Il a fait don de 2 millions de dollars aux Afro-américains victimes de violences policières et participé aux marches pacifiques à Chicago. Récemment annoncé milliardaire par Forbes, il a influencé des générations de musiciens, rappeurs pour la plupart.
Néanmoins, les médias préfèrent souvent rappeler ses dérapages ou déclarations parfois douteuses, plutôt que de reconnaître son génie artistique.

Natif de Chicago, né d’un père photographe proche des Black Panthers et d’une mère professeure à l’université, Kanye Omari West est loin des clichés du rappeur issu des quartiers défavorisés et impliqué dans un quelconque trafic illicite. Passionné par la musique, il quitte la faculté d’art dès la première année et se lance dans le beatmaking.

Il signe en 2001 chez son futur ami et mentor Jay-Z en tant que beatmaker. Mais West vise plus haut. En effet, il sort en 2004 son premier album en tant que chanteur, “The College Dropout”. Les récompenses commencent alors à pleuvoir – Grammy du meilleur album rap, un des 500 meilleurs albums de tous les temps selon “Rolling Stone” et tant d’autres.

Il crée alors son propre label, G.O.O.D Music et sa carrière est enfin lancée. Deux albums très reconnus et adulés suivent alors: Late Registration (2005) et Graduation (2007).
Le décès soudain de sa mère, peu après la sortie de son troisième album, le bouleverse pour toujours. Il sombre alors dans une profonde dépression et rien ne semble arrêter sa dépression.

“808’s and Heartbreaks” (2008) marque un tournant dans l’histoire du hip-hop. Une fois de plus loin des clichés du rap, cet album, aux sonorités électro-pop et R&B, est une introspection et un cri de désespoir. Il influencera des artistes comme Drake, Childish, Gambino, Frank Ocean, Tyler The Creator, Travis Scott…

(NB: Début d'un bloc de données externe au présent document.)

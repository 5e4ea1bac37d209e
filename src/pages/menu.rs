//! Menu of the day.

#[cfg(test)]
#[path = "menu_test.rs"]
mod menu_test;

use std::fmt;
use std::str::FromStr;

use time::{Date, OffsetDateTime};

use super::escape_html;
use crate::dispatch::Dispatcher;
use crate::models::{MenuItem, MenuResponse};

/// Menus are published per meal; the backend serves lunch unless asked otherwise.
#[derive(Debug, Clone, Copy, PartialEq, Eq)]
pub enum MealType {
    Breakfast,
    Lunch,
}

impl MealType {
    #[must_use]
    pub fn as_str(self) -> &'static str {
        match self {
            Self::Breakfast => "breakfast",
            Self::Lunch => "lunch",
        }
    }
}

impl fmt::Display for MealType {
    fn fmt(&self, f: &mut fmt::Formatter<'_>) -> fmt::Result {
        f.write_str(self.as_str())
    }
}

impl FromStr for MealType {
    type Err = String;

    fn from_str(s: &str) -> Result<Self, Self::Err> {
        match s {
            "breakfast" => Ok(Self::Breakfast),
            "lunch" => Ok(Self::Lunch),
            other => Err(format!("unknown meal type '{other}' (expected 'breakfast' or 'lunch')")),
        }
    }
}

#[derive(Debug, Clone, PartialEq)]
pub struct MenuEntry {
    pub name: String,
    pub category: String,
    pub price: f64,
}

impl From<&MenuItem> for MenuEntry {
    fn from(item: &MenuItem) -> Self {
        Self { name: item.dish.name.clone(), category: item.dish.category.clone(), price: item.dish.price }
    }
}

#[derive(Debug, Clone, PartialEq)]
pub enum MenuView {
    Items(Vec<MenuEntry>),
    NoMenu,
    Unavailable,
}

impl MenuView {
    /// Headline for the dashboard tile: dish count or "No menu".
    #[must_use]
    pub fn headline(&self) -> String {
        match self {
            Self::Items(entries) => format!("{} dishes", entries.len()),
            Self::NoMenu | Self::Unavailable => "No menu".to_owned(),
        }
    }
}

/// Today's date in UTC, which is the day the backend keys menus by.
#[must_use]
pub fn today_utc() -> Date {
    OffsetDateTime::now_utc().date()
}

/// `/api/menu/YYYY-MM-DD`, with `?meal_type=` when one is requested.
#[must_use]
pub fn menu_path(date: Date, meal_type: Option<MealType>) -> String {
    let path = format!("/api/menu/{date}");
    match meal_type {
        Some(meal) => format!("{path}?meal_type={meal}"),
        None => path,
    }
}

pub async fn load_menu(dispatcher: &Dispatcher, date: Date, meal_type: Option<MealType>) -> MenuView {
    let path = menu_path(date, meal_type);
    match dispatcher.get_json::<MenuResponse>(&path).await {
        Ok(body) => match body.menu {
            Some(menu) if !menu.items.is_empty() => MenuView::Items(menu.items.iter().map(MenuEntry::from).collect()),
            _ => MenuView::NoMenu,
        },
        Err(e) => {
            tracing::warn!(error = %e, %path, "menu unavailable");
            MenuView::Unavailable
        }
    }
}

pub async fn load_today_menu(dispatcher: &Dispatcher) -> MenuView {
    load_menu(dispatcher, today_utc(), None).await
}

#[must_use]
pub fn render_menu(view: &MenuView) -> String {
    match view {
        MenuView::Items(entries) => entries
            .iter()
            .map(|entry| {
                format!(
                    concat!(
                        r#"<div class="menu-item-card"><div class="menu-item-info">"#,
                        r#"<div class="menu-item-name">{}</div><div class="menu-item-type">{}</div></div>"#,
                        r#"<div class="menu-item-price">{} &#8381;</div></div>"#,
                    ),
                    escape_html(&entry.name),
                    escape_html(&entry.category),
                    entry.price,
                )
            })
            .collect(),
        MenuView::NoMenu => r#"<p class="menu-empty">No menu published for today</p>"#.to_owned(),
        MenuView::Unavailable => r#"<p class="menu-empty">Menu is unavailable</p>"#.to_owned(),
    }
}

En parallèle, l’artiste se lie d’amitié avec Virgil Abloh, qui participe à la création de la pochette de l’album 808’s and Heartbreaks. Il se lance ainsi dans la mode, avec une collaboration avec Louis Vuitton en 2009 et des stages chez Fendi. Sa carrière dans la mode est lancée avec Nike puis Adidas par la suite avec la marque Yeezy qui est de nos jours un véritable empire.

D’un point de vue musical et artistique, Kanye West se réinvente à chaque album – “My Beautiful Dark Twisted Fantasy” (2010) est un album virtuose et adulé par la critique, “Watch The Throne” (2011) est un masterclass avec son ami et mentor Jay-Z, “Yeezus” (2013) est un album expérimental aux accents électro et rock…

Une partie de sa carrière reste obscurcie par des troubles mentaux – très narcissique et mégalomane, il est atteint de troubles bipolaires et même interné en asile en 2016. Ses déclarations loin du politiquement correct contre Taylor Swift et aux côtés de Donald Trump ternissent son image, mais n’enlèvent rien à son génie musical et artistique.

Par sa versatilité et créativité musicale de tout bord, mêlant rap, pop-rap, hip-hop, rock et synthpop, son apport à la musique contemporaine est l’un des plus importants depuis Michael Jackson, grâce à son influence et originalité. Depuis 2016, ses albums ont pris une tournure plus sage et mélodique, tout en critiquant les problèmes sociaux et raciaux au sein de son pays, avec des albums comme “The Life of Pablo” (2016), “Kids See Ghosts” avec son ami Kid Cudi (2018), “Ye” (2018). Il a pris une tournure plus religieuse en réalisant l’album de gospel “Jesus Is King”, mais il une fois de plus effacé les frontières du genre, mêlant musique religieuse et “profane”. Ses collaborations avec Elton John ou Paul McCartney, ses shows comme le “Saint Pablo Tour” ou le “Sunday Service” font de lui l’artiste le plus innovateur de sa génération, sur scène ou dans ses albums. Néanmoins, ses qualités de rappeur sont parfois remises en question, tout comme les paroles de certaines de ses chansons. Il reste sans aucun doute l’un des plus grands artistes hip-hop (vivants) de tous les temps, au cotés de Nas, André 3k, Eminem ou Jay-Z …

Quant à ses déclarations très controversées sur l’esclavage ( souvent sorties de leur contexte) et son soutien à Donald Trump semblent être plus un combat contre la dictature du politiquement correct qu’un réel soutien au programme du républicain.